To try to deal with these shortcoming while easing the burden on a top aide, Clinton wants to name a second deputy to White House Chief of Staff Thomas (Mack) McClarty. What's standing in his way? Mainly, it appears, the inability of the President's many advisers to agree not only on who the other aide to McClarty ought to be but on just what he or she should be assigned to do. That internal deadlock over an organizational matter of less than cosmic significance could almost serve as a paradigm for the lack of internal discipline that sometimes leaves the Administration looking uncoordinated and uncertain, if not flat-out confused.
All Americans, at any time, want their President to run an effective government, meaning one that can clearly identify the nation's most compelling needs and interests and mobilize the political support required for dealing with them. Most Americans, little more than three months into Clinton's presidency, would like to see him produce feasible programs for strengthening a less than robust economy, reducing joblessness, improving health care while controlling its costs and defining America's purposes in a troubled world. Certainly, on paper, enough talent exists in this Administration to encourage expectations of competency and achievement. But success isn't measured on potential; what counts is what happens in the tough marketplace of practical politics. In that light this Administration has yet to get its act together.
Part of the problem, as Clinton says, is that he has tried to do a lot of things in a hurry. But except in extreme circumstances--the New Deal's whirlwind efforts to confront the Great Depression, or mobilization to win World War II--Washington seldom does things in a hurry. Jimmy Carter, another programatically ambitious Democratic President, met only frustration when he tried to sell too much to Congress at one time.

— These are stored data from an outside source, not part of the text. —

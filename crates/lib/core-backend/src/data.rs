use std::collections::HashMap;

use serde_json::Value;

/// Optional per-deployment overrides read by workers at startup.
pub type WorkerConfiguration = HashMap<String, Value>;
use std::collections::HashMap;
use std::sync::Arc;

use arbor_flow_core::{CancelFlavour, Workitem};

use super::{ExpressionError, FlowExpression};
use crate::expressions;

/// Node-type logic plugged into the expression envelope.
///
/// `apply` runs once the envelope has handled guards, `forget`, tagging
/// and timeouts. The defaults for `reply` and `cancel` reply to the parent
/// and forward the cancel to every pending child.
#[async_trait::async_trait]
pub trait ExpressionBehavior: Send + Sync {
    async fn apply(&self, exp: &mut FlowExpression<'_>) -> Result<(), ExpressionError>;

    async fn reply(
        &self,
        exp: &mut FlowExpression<'_>,
        workitem: Workitem,
    ) -> Result<(), ExpressionError> {
        exp.reply_to_parent(workitem).await
    }

    async fn cancel(
        &self,
        exp: &mut FlowExpression<'_>,
        flavour: CancelFlavour,
    ) -> Result<(), ExpressionError> {
        exp.cancel_children(flavour).await
    }
}

/// Node-type name to behavior mapping, populated at startup.
#[derive(Clone, Default)]
pub struct ExpressionRegistry {
    behaviors: HashMap<String, Arc<dyn ExpressionBehavior>>,
}

impl ExpressionRegistry {
    pub fn new() -> Self {
        Self::default()
    }

    pub fn with_builtins() -> Self {
        let mut registry = Self::new();
        expressions::register_builtins(&mut registry);
        registry
    }

    pub fn register(&mut self, name: impl Into<String>, behavior: Arc<dyn ExpressionBehavior>) {
        self.behaviors.insert(name.into(), behavior);
    }

    pub fn get(&self, name: &str) -> Option<Arc<dyn ExpressionBehavior>> {
        self.behaviors.get(name).cloned()
    }

    pub fn names(&self) -> Vec<&str> {
        let mut names: Vec<&str> = self.behaviors.keys().map(String::as_str).collect();
        names.sort_unstable();
        names
    }
}
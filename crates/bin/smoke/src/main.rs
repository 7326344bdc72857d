//! CLI smoke check: run one process definition on the in-memory backend.

use std::path::PathBuf;
use std::sync::Arc;
use std::time::Duration;

use anyhow::{Context, Result, anyhow};
use arbor::observability::{self, ObservabilityOptions};
use arbor::{EngineContext, Subscription, Task, TaskAction, TreeNode, Worker, WorkerConfig, Workitem};
use arbor_backend_memory::MemoryBackend;
use clap::Parser;
use serde_json::Value;
use tokio::sync::mpsc;
use tokio_util::sync::CancellationToken;

#[derive(Parser, Debug)]
#[command(name = "arbor-smoke", about = "Run a process definition to completion.")]
struct SmokeArgs {
    /// JSON tree (`["name", {attributes}, [children]]`); a built-in sample
    /// runs when omitted.
    #[arg(long)]
    definition: Option<PathBuf>,
    /// JSON object used as the initial workitem fields.
    #[arg(long)]
    fields: Option<String>,
    /// Give up after this many seconds.
    #[arg(long, default_value_t = 10)]
    timeout_secs: u64,
}

fn sample_definition() -> TreeNode {
    TreeNode::new("sequence")
        .with_child(TreeNode::new("echo").with_attribute("message", "smoke started"))
        .with_child(
            TreeNode::new("concurrence")
                .with_child(TreeNode::new("noop").with_attribute("tag", "fast"))
                .with_child(
                    TreeNode::new("wait")
                        .with_attribute("for", "1s")
                        .with_attribute("timeout", "5s"),
                ),
        )
        .with_child(TreeNode::new("echo").with_attribute("message", "smoke finished"))
}

fn load_definition(path: Option<&PathBuf>) -> Result<TreeNode> {
    let Some(path) = path else {
        return Ok(sample_definition());
    };
    let raw = std::fs::read_to_string(path)
        .with_context(|| format!("failed to read {}", path.display()))?;
    serde_json::from_str(&raw).with_context(|| format!("invalid tree in {}", path.display()))
}

fn load_workitem(fields: Option<&str>) -> Result<Workitem> {
    let Some(raw) = fields else {
        return Ok(Workitem::default());
    };
    match serde_json::from_str::<Value>(raw).context("invalid --fields JSON")? {
        Value::Object(fields) => Ok(Workitem::new(fields)),
        other => Err(anyhow!("--fields must be a JSON object, got {other}")),
    }
}

fn is_outcome(action: TaskAction) -> bool {
    action.is_terminal() || action == TaskAction::Error
}

async fn run_smoke(args: SmokeArgs) -> Result<i32> {
    let tree = load_definition(args.definition.as_ref())?;
    let workitem = load_workitem(args.fields.as_deref())?;
    let config = WorkerConfig::from_env()?;

    let backend = MemoryBackend::new();
    let ctx = EngineContext::with_builtins(Arc::new(backend.clone()));
    let mut worker = Worker::new(ctx, config);

    let (tx, mut rx) = mpsc::unbounded_channel::<Task>();
    worker.subscribe(
        Subscription::All,
        Arc::new(move |task: &Task| {
            if is_outcome(task.action) {
                let _ = tx.send(task.clone());
            }
        }),
    );

    println!("Definition: {}", serde_json::to_string(&tree)?);
    let wfid = worker.launch(tree, workitem, None).await?;
    println!("Launched process {wfid}");

    let shutdown = CancellationToken::new();
    let stopper = shutdown.clone();
    let deadline = Duration::from_secs(args.timeout_secs);
    let watcher = async move {
        let outcome = tokio::time::timeout(deadline, rx.recv()).await;
        stopper.cancel();
        outcome
    };
    let ((), outcome) = tokio::join!(worker.run(shutdown), watcher);

    let code = match outcome {
        Ok(Some(task)) => {
            let workitem = task
                .workitem
                .as_ref()
                .map(serde_json::to_string_pretty)
                .transpose()?
                .unwrap_or_else(|| "null".to_string());
            println!("Process {wfid} finished: {}", task.action);
            println!("Workitem: {workitem}");
            if let Some(error) = &task.error {
                println!("Error: {}", error.message);
            }
            if task.action == TaskAction::Terminated { 0 } else { 1 }
        }
        Ok(None) => {
            println!("Worker stopped before the process finished");
            1
        }
        Err(_) => {
            println!(
                "Process {wfid} still running after {}s ({} expressions left)",
                args.timeout_secs,
                backend.expressions().len()
            );
            1
        }
    };
    Ok(code)
}

pub fn main() {
    let args = SmokeArgs::parse();
    observability::init(ObservabilityOptions::default());
    let runtime = tokio::runtime::Runtime::new().expect("tokio runtime");
    let code = match runtime.block_on(run_smoke(args)) {
        Ok(code) => code,
        Err(err) => {
            println!("Smoke run failed: {err:#}");
            1
        }
    };
    std::process::exit(code);
}
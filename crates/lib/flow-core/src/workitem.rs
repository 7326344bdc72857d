use serde::{Deserialize, Serialize};
use serde_json::Value;

use crate::FlowExpressionId;

/// Business fields carried by a workitem.
pub type Fields = serde_json::Map<String, Value>;

/// Stamp set on the applied workitem of an expression that timed out.
pub const TIMED_OUT_FIELD: &str = "__timed_out__";

/// Stamp set on the workitem a failing expression replies with when it has no
/// `on_error` handler.
pub const FAILED_FIELD: &str = "__failed__";

/// Business payload threaded through execution.
#[derive(Debug, Clone, Default, PartialEq, Serialize, Deserialize)]
pub struct Workitem {
    /// Expression currently holding (or last replying with) this workitem.
    #[serde(default)]
    pub fei: Option<FlowExpressionId>,
    #[serde(default)]
    pub fields: Fields,
}

impl Workitem {
    pub fn new(fields: Fields) -> Self {
        Self { fei: None, fields }
    }

    pub fn field(&self, key: &str) -> Option<&Value> {
        self.fields.get(key)
    }

    pub fn set_field(&mut self, key: impl Into<String>, value: impl Into<Value>) {
        self.fields.insert(key.into(), value.into());
    }
}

Clinton is aware of such unhappy precedents. With the defeat of his economic stimulus plan he was also forcefully reminded that his main programs must have a bipartisan consensus behind them to succeed, and that playing the Washington political game is a pragmatic necessity, not a sellout. Clinton's retrospective on his brief incumbency showed an awareness of its shortcomings. If he can shake things up so that his goals in fact become more sharply focused, his will be a stronger and more effective Administration.